Jun 7, 2022 - News

How much homebuyers in Austin are overpaying

Reproduced from Ken H. Johnson and Eli Beracha; Chart: Axios Visuals

The pandemic inflated metro Austin housing prices by nearly 68% above the historic trend line, making the local market the most overpriced it's been in at least three decades, a new analysis finds.

The big picture: Now hovering over the Austin housing market is the dreaded B-word.

  • As in, bubble.

Driving the news: The average sales price in the greater metro was $594,000 at the end of April — far above the $354,000 that historic trends would forecast it to be.

Yes, but: Shouldn't we toss history-based trends in the trash, given the profound disruption wrought by the pandemic and the technological novelty of remote work, which have pushed workers from both coasts to pour into Central Texas?

  • Chances are if you managed to land a home in Austin in the last two years, you're relieved, historic trends be damned.

What they're saying: Maybe there has been a paradigm shift, Ken Johnson, report co-author and a Florida Atlantic University professor specializing in real estate economics, told Axios. But "it's very likely also that you've overshot the goal in Austin."

  • The inelastic nature of housing supply is to blame, he said: "You can't change supply in very short periods of time.

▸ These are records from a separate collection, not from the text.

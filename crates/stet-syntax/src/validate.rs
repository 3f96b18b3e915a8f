//! Syntactic check of a promoted file before it is written.
//!
//! A promotion only replaces one literal, but a bad rendering (or a locator
//! mistake) could still leave the file unparsable. [`SyntacticCheck`] parses
//! the file before and after the edit and reports the errors the edit would
//! introduce. Files that already had errors are compared by error count, so
//! pre-existing breakage does not block a promotion.

use std::path::{Path, PathBuf};
use std::sync::Mutex;

use crate::error::SyntaxError;
use crate::parser::Parser;

/// Tree-sitter based syntactic validation of Rust files.
///
/// The parser is created lazily on first use and shared behind a mutex, so
/// one check can serve every thread of a test run.
pub struct SyntacticCheck {
    parser: Mutex<Option<Parser>>,
}

impl SyntacticCheck {
    /// Creates a check. No parser is built until the first validation.
    #[must_use]
    pub const fn new() -> Self {
        Self {
            parser: Mutex::new(None),
        }
    }

    /// Returns `true` when `path` is a Rust source file.
    #[must_use]
    pub fn supports_file(path: &Path) -> bool {
        path.extension().is_some_and(|ext| ext == "rs")
    }

    /// Validates a single file's content.
    ///
    /// Returns the syntax errors found; an empty list means the content is
    /// valid. Files that are not Rust sources pass through unchecked.
    ///
    /// # Errors
    ///
    /// Returns an error if the parser cannot be initialised or its lock is
    /// poisoned.
    pub fn validate(&self, path: &Path, content: &str) -> Result<Vec<ValidationFailure>, SyntaxError> {
        if !Self::supports_file(path) {
            return Ok(Vec::new());
        }

        let mut guard = self
            .parser
            .lock()
            .map_err(|_| SyntaxError::internal_error("parser lock poisoned"))?;
        if guard.is_none() {
            *guard = Some(Parser::new()?);
        }
        let parser = guard
            .as_mut()
            .ok_or_else(|| SyntaxError::internal_error("parser missing after initialisation"))?;

        let result = parser.parse(content)?;
        Ok(result
            .errors()
            .into_iter()
            .map(|e| ValidationFailure {
                path: path.to_path_buf(),
                line: e.line,
                column: e.column,
                message: e.message,
            })
            .collect())
    }

    /// Returns the errors of `after` when it has more than `before`.
    ///
    /// An empty list means the edit from `before` to `after` is acceptable.
    ///
    /// # Errors
    ///
    /// Propagates parser failures from [`Self::validate`].
    pub fn introduced_errors(
        &self,
        path: &Path,
        before: &str,
        after: &str,
    ) -> Result<Vec<ValidationFailure>, SyntaxError> {
        let after_failures = self.validate(path, after)?;
        if after_failures.is_empty() {
            return Ok(after_failures);
        }
        let before_failures = self.validate(path, before)?;
        if after_failures.len() > before_failures.len() {
            Ok(after_failures)
        } else {
            Ok(Vec::new())
        }
    }
}

impl Default for SyntacticCheck {
    fn default() -> Self {
        Self::new()
    }
}

impl std::fmt::Debug for SyntacticCheck {
    fn fmt(&self, f: &mut std::fmt::Formatter<'_>) -> std::fmt::Result {
        f.debug_struct("SyntacticCheck").finish_non_exhaustive()
    }
}

/// A syntax error reported by [`SyntacticCheck`].
#[derive(Debug, Clone, PartialEq, Eq)]
pub struct ValidationFailure {
    /// Path to the affected file.
    pub path: PathBuf,
    /// Line number (one-based).
    pub line: u32,
    /// Column number (one-based).
    pub column: u32,
    /// Human-readable description of the problem.
    pub message: String,
}

impl std::fmt::Display for ValidationFailure {
    fn fmt(&self, f: &mut std::fmt::Formatter<'_>) -> std::fmt::Result {
        write!(
            f,
            "{}:{}:{}: {}",
            self.path.display(),
            self.line,
            self.column,
            self.message
        )
    }
}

All these people are rushing in and Austin can't build fast enough."

By the numbers: The average share of monthly income going to principal and interest for a typical loan on an average-price home in greater Austin is now 42%.

  • "That can't be sustained," Johnson said. "It should be more like 28%."
  • He pointed out that high housing costs mean giving up other things — family outings, private schools, buying a car.

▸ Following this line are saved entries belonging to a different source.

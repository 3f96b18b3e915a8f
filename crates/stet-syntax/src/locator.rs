//! Locating the expected-value literal of an expectation call.
//!
//! The locator works on the current text of a source file and a call-site
//! position. It finds the method identifier on the call line, steps over
//! trivia to the first argument, and scans the string literal there. Every
//! outcome, including failure to find a literal, is a [`Located`] variant;
//! callers decide how to report them.

use std::ops::Range;

use crate::codec::Delimiter;
use crate::position::{Position, column_offset, line_range, position_at};

/// How a literal is laid out in the source.
#[derive(Debug, Clone, Copy, PartialEq, Eq)]
pub enum Layout {
    /// The body starts with a line break and the closing delimiter sits on a
    /// line of its own.
    Block,
    /// Any other literal.
    Inline,
}

/// Byte span of a string literal in a specific version of a file.
///
/// The span includes the delimiters. It is only meaningful for the content it
/// was computed from.
#[derive(Debug, Clone, PartialEq, Eq)]
pub struct LiteralSpan {
    /// Offset of the first byte of the opening delimiter.
    pub start: usize,
    /// Offset just past the closing delimiter.
    pub end: usize,
    /// Number of characters before the closing delimiter on its line.
    pub indent_column: usize,
    /// Delimiter style of the literal.
    pub delimiter: Delimiter,
    /// Block or inline layout.
    pub layout: Layout,
}

impl LiteralSpan {
    /// The byte range of the literal.
    #[must_use]
    pub const fn range(&self) -> Range<usize> {
        self.start..self.end
    }

    /// The literal text within `content`.
    #[must_use]
    pub fn text<'a>(&self, content: &'a str) -> Option<&'a str> {
        content.get(self.range())
    }
}

/// Outcome of looking for an expected-value literal.
#[derive(Debug, Clone, PartialEq, Eq)]
pub enum Located {
    /// The argument is a plain string literal.
    Literal(LiteralSpan),
    /// The argument exists but is not a plain string literal.
    NotALiteral,
    /// A literal opens but never closes.
    Unterminated,
    /// No call to the method starts on the given line.
    NoCall,
    /// Several calls share the line and the column matches none of them.
    Ambiguous,
}

impl Located {
    /// A short description of a non-literal outcome, for diagnostics.
    #[must_use]
    pub const fn describe(&self) -> &'static str {
        match self {
            Self::Literal(_) => "string literal",
            Self::NotALiteral => "the expected value is not a plain string literal",
            Self::Unterminated => "the expected string literal is not terminated",
            Self::NoCall => "no expectation call was found on this line",
            Self::Ambiguous => "several expectation calls share this line",
        }
    }
}

/// Finds the literal passed to `method` at `site` within `content`.
///
/// `site` is the one-based position of the method identifier, as reported by
/// `#[track_caller]`. When the column no longer matches an identifier (for
/// example after an earlier edit on the same line), the single call on the
/// line is used instead.
#[must_use]
pub fn locate(content: &str, site: Position, method: &str) -> Located {
    let Some(line) = line_range(content, site.line) else {
        return Located::NoCall;
    };
    let Some(text) = content.get(line.clone()) else {
        return Located::NoCall;
    };

    let candidates: Vec<usize> = method_calls(content, line.start, text, method).collect();
    let exact = line.start + column_offset(text, site.column);
    let chosen = if candidates.contains(&exact) {
        exact
    } else {
        match candidates.as_slice() {
            [] => return Located::NoCall,
            [only] => *only,
            _ => return Located::Ambiguous,
        }
    };

    let mut cursor = Cursor::new(content, chosen + method.len());
    cursor.skip_trivia();
    if !cursor.eat('(') {
        return Located::NoCall;
    }
    cursor.skip_trivia();
    scan_argument(content, cursor)
}

/// Offsets of `method` identifiers on the line that are followed by `(`.
fn method_calls<'a>(
    content: &'a str,
    line_start: usize,
    text: &'a str,
    method: &'a str,
) -> impl Iterator<Item = usize> + 'a {
    text.match_indices(method)
        .filter(move |(idx, _)| is_whole_identifier(text, *idx, method.len()))
        .map(move |(idx, _)| line_start + idx)
        .filter(move |offset| {
            let mut cursor = Cursor::new(content, offset + method.len());
            cursor.skip_trivia();
            cursor.peek() == Some('(')
        })
}

fn is_whole_identifier(text: &str, idx: usize, len: usize) -> bool {
    let before = text.get(..idx).and_then(|s| s.chars().next_back());
    let after = text.get(idx + len..).and_then(|s| s.chars().next());
    !before.is_some_and(is_ident_char) && !after.is_some_and(is_ident_char)
}

const fn is_ident_char(c: char) -> bool {
    c.is_ascii_alphanumeric() || c == '_'
}

fn scan_argument(content: &str, mut cursor: Cursor<'_>) -> Located {
    let start = cursor.offset;
    let delimiter = match cursor.peek() {
        Some('"') => Delimiter::Regular,
        Some('r') => {
            let rest = cursor.rest();
            let hashes = rest.chars().skip(1).take_while(|c| *c == '#').count();
            if rest.chars().nth(hashes + 1) != Some('"') {
                return Located::NotALiteral;
            }
            Delimiter::Raw { hashes }
        }
        _ => return Located::NotALiteral,
    };
    cursor.offset += delimiter.opening().len();
    let body_start = cursor.offset;

    let closed = match delimiter {
        Delimiter::Regular => cursor.scan_regular_body(),
        Delimiter::Raw { .. } => cursor.scan_until(&delimiter.closing()),
    };
    if !closed {
        return Located::Unterminated;
    }
    let end = cursor.offset;
    let close_start = end - delimiter.closing().len();

    cursor.skip_trivia();
    if !matches!(cursor.peek(), Some(',' | ')')) {
        return Located::NotALiteral;
    }

    let close_column = position_at(content, close_start).column.saturating_sub(1);
    let indent_column = usize::try_from(close_column).unwrap_or(usize::MAX);
    let layout = layout_of(content, body_start, close_start);
    Located::Literal(LiteralSpan {
        start,
        end,
        indent_column,
        delimiter,
        layout,
    })
}

fn layout_of(content: &str, body_start: usize, close_start: usize) -> Layout {
    let body = content.get(body_start..close_start).unwrap_or_default();
    let opens_with_break = body.starts_with('\n') || body.starts_with("\r\n");
    let closing_line = body.rsplit_once('\n').map(|(_, tail)| tail);
    match closing_line {
        Some(tail) if opens_with_break && tail.chars().all(|c| c == ' ' || c == '\t') => {
            Layout::Block
        }
        _ => Layout::Inline,
    }
}

/// Forward-only scanner over source text.
struct Cursor<'a> {
    content: &'a str,
    offset: usize,
}

impl<'a> Cursor<'a> {
    const fn new(content: &'a str, offset: usize) -> Self {
        Self { content, offset }
    }

    fn rest(&self) -> &'a str {
        self.content.get(self.offset..).unwrap_or_default()
    }

    fn peek(&self) -> Option<char> {
        self.rest().chars().next()
    }

    fn bump(&mut self) -> Option<char> {
        let ch = self.peek()?;
        self.offset += ch.len_utf8();
        Some(ch)
    }

    fn eat(&mut self, expected: char) -> bool {
        if self.peek() == Some(expected) {
            self.offset += expected.len_utf8();
            true
        } else {
            false
        }
    }

    /// Skips whitespace, line comments and (nested) block comments.
    fn skip_trivia(&mut self) {
        loop {
            let rest = self.rest();
            if rest.starts_with("//") {
                self.offset += rest.find('\n').unwrap_or(rest.len());
            } else if rest.starts_with("/*") {
                self.skip_block_comment();
            } else if self.peek().is_some_and(char::is_whitespace) {
                self.bump();
            } else {
                return;
            }
        }
    }

    fn skip_block_comment(&mut self) {
        let mut depth = 0usize;
        while !self.rest().is_empty() {
            let rest = self.rest();
            if rest.starts_with("/*") {
                depth += 1;
                self.offset += 2;
            } else if rest.starts_with("*/") {
                depth -= 1;
                self.offset += 2;
                if depth == 0 {
                    return;
                }
            } else {
                self.bump();
            }
        }
    }

    /// Advances past the closing `"` of a regular literal body.
    fn scan_regular_body(&mut self) -> bool {
        while let Some(ch) = self.bump() {
            match ch {
                '\\' => {
                    self.bump();
                }
                '"' => return true,
                _ => {}
            }
        }
        false
    }

    /// Advances past the first occurrence of `terminator`.
    fn scan_until(&mut self, terminator: &str) -> bool {
        match self.rest().find(terminator) {
            Some(idx) => {
                self.offset += idx + terminator.len();
                true
            }
            None => {
                self.offset = self.content.len();
                false
            }
        }
    }
}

The crystal ball: "Will Austin have a housing crash? The answer is probably not," Johnson told Axios.

  • But someday, "prices in Austin, Texas will be below that trend line."

The bottom line: "People buying houses right now are greatly exposed."

  • "If we're not at the peak of the current housing cycle, we're awfully close," he said. "Recent buyers in many of these cities may have to endure stagnant or falling home values while the market settles — and that's not what they want to hear if they had planned to resell anytime soon."